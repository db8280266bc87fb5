use engine::game_state::GameState as GameStateTrait;
use serde::{Deserialize, Serialize};

use super::action::Action;
use super::board::{iter_squares, Square, FULL_BOARD};

/// Knight-move Isolation. Each player first places a piece on any open
/// square, then moves it like a chess knight; every square a piece occupies
/// is closed for the rest of the game. The player left without a move loses.
#[derive(Serialize, Deserialize, Debug, Clone, PartialEq, Eq, Hash)]
pub struct GameState {
    pub open: u128,
    pub locs: [Option<Square>; 2],
    pub ply: usize,
}

impl GameStateTrait for GameState {
    fn initial() -> Self {
        Self {
            open: FULL_BOARD,
            locs: [None, None],
            ply: 0,
        }
    }
}

impl GameState {
    pub fn player_to_move(&self) -> usize {
        self.ply % 2
    }

    pub fn is_open(&self, square: Square) -> bool {
        self.open & square.bit() != 0
    }

    /// Open knight destinations from `square`.
    pub fn liberties(&self, square: Square) -> Vec<Square> {
        square
            .knight_destinations()
            .filter(|dest| self.is_open(*dest))
            .collect()
    }

    pub fn legal_actions(&self) -> Vec<Action> {
        match self.locs[self.player_to_move()] {
            None => iter_squares(self.open).map(Action::Place).collect(),
            Some(loc) => self.liberties(loc).into_iter().map(Action::Move).collect(),
        }
    }

    pub fn apply(&self, action: &Action) -> Self {
        let destination = action.destination();
        let mut locs = self.locs;
        locs[self.player_to_move()] = Some(destination);

        Self {
            open: self.open & !destination.bit(),
            locs,
            ply: self.ply + 1,
        }
    }
}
# # #
▶ [Problem]:
When a line of the material holds the string "GameStateTrait", copy that line.

▶ [Answer box]:
use engine::game_state::GameState as GameStateTrait;
impl GameStateTrait for GameState {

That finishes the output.